PROBLEM DESCRIPTION
Please transcribe the data that follows exactly, from its first line through the line that contains "found in the".

Records from a collection
----

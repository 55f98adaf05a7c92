//======---------------------------------------------------------------======//
//                                                                           //
// Copyright 2022-2023 Evan Cox <evanacox00@gmail.com>. All rights reserved. //
//                                                                           //
// Use of this source code is governed by a BSD-style license that can be    //
// found in the LICENSE.txt file at the root of this project, or at the      //
// following link: https://opensource.org/licenses/BSD-3-Clause              //
//                                                                           //
//======---------------------------------------------------------------======//

use crate::arena::SecondarySet;
use crate::cfg::{self, BackendInfo, Block, BlockKind};
use crate::ir::Procedure;
use crate::pass::{PassEffect, ProcedureTransformPass};
use crate::utility::SaHashSet;
use log::error;

/// A block graph validity verification pass.
///
/// This scans each procedure, and will do nothing if it is valid. If it isn't,
/// the procedure and the errors are printed and the pass panics.
pub struct VerifyPass;

impl ProcedureTransformPass for VerifyPass {
    fn run(&mut self, proc: &mut Procedure) -> PassEffect {
        verify_procedure_panic(proc);

        PassEffect::Unchanged
    }
}

/// Verifies the block graph of a procedure.
///
/// This checks that every edge is recorded on both of its ends, that the
/// entry block and every block an edge touches is in the block list, that the
/// block list and the block ids have no duplicates, that only vertex blocks
/// receive, and that everything received is a registered communication unit.
///
/// If anything is wrong, every problem found is returned.
pub fn verify_procedure(proc: &Procedure) -> Result<(), Vec<String>> {
    let mut verifier = Verifier {
        info: proc.backend_info(),
        errors: Vec::default(),
    };

    verifier.walk();

    if verifier.errors.is_empty() {
        Ok(())
    } else {
        Err(verifier.errors)
    }
}

/// This is [`verify_procedure`], except that it writes out the procedure and
/// any errors and then panics on failure.
pub fn verify_procedure_panic(proc: &Procedure) {
    if let Err(e) = verify_procedure(proc) {
        eprintln!("{}", cfg::stringify_procedure(proc));

        for error in e.iter() {
            error!("{}: {error}", proc.name());
            eprintln!("error: {error}");
        }

        panic!("procedure `{}` failed verification", proc.name());
    }
}

macro_rules! verify_assert {
    ($self:expr, $cond:expr, $($explanation:tt)+) => {
        if !($cond) {
            $self.errors.push(format!($($explanation)+));
        }
    };
}

struct Verifier<'p> {
    info: &'p BackendInfo,
    errors: Vec<String>,
}

impl<'p> Verifier<'p> {
    fn walk(&mut self) {
        let info = self.info;
        let mut registered = SecondarySet::new();
        let mut ids = SaHashSet::default();

        for block in info.blocks() {
            let id = info.block(block).id();

            verify_assert!(self, !registered.insert(block), "{id} is in the block list twice");
            verify_assert!(self, ids.insert(id), "block id {id} is used by more than one block");
        }

        if let Some(entry) = info.entry_block() {
            verify_assert!(
                self,
                registered.contains(entry),
                "entry block {} is not in the block list",
                info.block(entry).id()
            );
        }

        for block in info.blocks() {
            self.edges(block, &registered);
            self.receivers(block);
        }
    }

    fn edges(&mut self, block: Block, registered: &SecondarySet<Block>) {
        let info = self.info;
        let bb = info.block(block);
        let id = bb.id();

        for succ in bb.exits().iter().copied() {
            let succ_id = info.block(succ).id();
            let forward = count(bb.exits(), succ);
            let backward = count(info.block(succ).entries(), block);

            verify_assert!(
                self,
                registered.contains(succ),
                "{id} has an exit to {succ_id}, which is not in the block list"
            );
            verify_assert!(
                self,
                forward == backward,
                "{id} has {forward} exit(s) to {succ_id}, but {succ_id} has {backward} entry(s) from {id}"
            );
        }

        for pred in bb.entries().iter().copied() {
            let pred_id = info.block(pred).id();
            let forward = count(info.block(pred).exits(), block);
            let backward = count(bb.entries(), pred);

            verify_assert!(
                self,
                registered.contains(pred),
                "{id} has an entry from {pred_id}, which is not in the block list"
            );
            verify_assert!(
                self,
                forward == backward,
                "{id} has {backward} entry(s) from {pred_id}, but {pred_id} has {forward} exit(s) to {id}"
            );
        }

        verify_assert!(
            self,
            !bb.is_after_vertex() || bb.kind() == BlockKind::Seq,
            "{id} is marked as following a vertex block, but is not sequential"
        );
    }

    fn receivers(&mut self, block: Block) {
        let info = self.info;
        let bb = info.block(block);
        let id = bb.id();

        verify_assert!(
            self,
            !bb.has_receiver() || bb.is_vertex(),
            "{id} has receivers, but is not a vertex block"
        );

        for (i, unit) in bb.receivers().iter().enumerate() {
            verify_assert!(
                self,
                info.registry().comm_id(*unit).is_some(),
                "{id} receives {unit:?}, which is not a registered communication unit"
            );
            verify_assert!(
                self,
                !bb.receivers()[..i].contains(unit),
                "{id} receives {unit:?} more than once"
            );
        }
    }
}

fn count(blocks: &[Block], block: Block) -> usize {
    blocks.iter().filter(|bb| **bb == block).count()
}

#[cfg(test)]
mod tests {
    use super::*;
    use crate::arena::ArenaKey;
    use crate::ast::Stmt;
    use crate::cfg::CommUnit;
    use crate::ir::{Proc, Program};

    // entry -> vertex -> exit
    fn program() -> (Program, Proc, [Block; 3]) {
        let mut program = Program::new("verify");
        let mut b = program.define_procedure("p");

        let entry = b.create_block(BlockKind::Seq);
        let vertex = b.create_block(BlockKind::BeginVertex);
        let exit = b.create_block(BlockKind::Seq);

        b.link(entry, vertex);
        b.link(vertex, exit);
        b.set_entry(entry);

        let proc = b.define();

        (program, proc, [entry, vertex, exit])
    }

    fn errors(program: &Program, proc: Proc) -> Vec<String> {
        verify_procedure(program.procedure(proc)).unwrap_err()
    }

    #[test]
    fn valid_procedure() {
        let (program, proc, _) = program();

        assert_eq!(verify_procedure(program.procedure(proc)), Ok(()));
    }

    #[test]
    fn one_sided_edge() {
        let (mut program, proc, [_, vertex, exit]) = program();
        let info = program.procedure_mut(proc).backend_info_mut();

        info.remove_all_entries(exit);

        let errors = errors(&program, proc);
        let (v, e) = {
            let info = program.procedure(proc).backend_info();

            (info.block(vertex).id(), info.block(exit).id())
        };

        assert_eq!(
            errors,
            [format!(
                "{v} has 1 exit(s) to {e}, but {e} has 0 entry(s) from {v}"
            )]
        );
    }

    #[test]
    fn unregistered_blocks() {
        let (mut program, proc, [entry, _, _]) = program();
        let info = program.procedure_mut(proc).backend_info_mut();
        let stray = info.create_block(BlockKind::Seq);

        info.add_exit(entry, stray);
        info.set_entry_block(stray);

        let errors = errors(&program, proc);

        assert_eq!(errors.len(), 2);
        assert!(errors[0].ends_with("is not in the block list"));
        assert!(errors[1].contains("which is not in the block list"));
    }

    #[test]
    fn receivers_on_wrong_blocks() {
        let (mut program, proc, [entry, vertex, _]) = program();
        let info = program.procedure_mut(proc).backend_info_mut();
        let fe = Stmt::key_new(0);

        info.registry_mut().add_communication_unit_nested(fe);
        info.block_mut(entry).add_nested_receiver(fe);
        info.block_mut(vertex).add_nested_receiver(fe);
        info.block_mut(vertex).add_nested_receiver(fe);
        info.block_mut(vertex).add_nested_receiver(Stmt::key_new(1));

        let errors = errors(&program, proc);

        assert_eq!(errors.len(), 3);
        assert!(errors[0].ends_with("has receivers, but is not a vertex block"));
        assert!(errors[1].ends_with("more than once"));
        assert!(errors[2].ends_with("which is not a registered communication unit"));
        assert!(errors[2].contains(&format!("{:?}", CommUnit::Nested {
            foreach: Stmt::key_new(1)
        })));
    }

    #[test]
    fn after_vertex_on_vertex_block() {
        let (mut program, proc, [_, vertex, _]) = program();

        program
            .procedure_mut(proc)
            .backend_info_mut()
            .block_mut(vertex)
            .set_after_vertex(true);

        assert_eq!(errors(&program, proc).len(), 1);
    }

    #[test]
    #[should_panic(expected = "procedure `p` failed verification")]
    fn verify_pass_panics() {
        let (mut program, proc, [_, vertex, _]) = program();
        let p = program.procedure_mut(proc);

        p.backend_info_mut().remove_all_exits(vertex);

        VerifyPass.run(p);
    }
}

----

REPLY
repository 55f98adaf05a7c92
//======---------------------------------------------------------------======//
//                                                                           //
// Copyright 2022-2023 Evan Cox <evanacox00@gmail.com>. All rights reserved. //
//                                                                           //
// Use of this source code is governed by a BSD-style license that can be    //
// found in the LICENSE.txt file at the root of this project, or at the      //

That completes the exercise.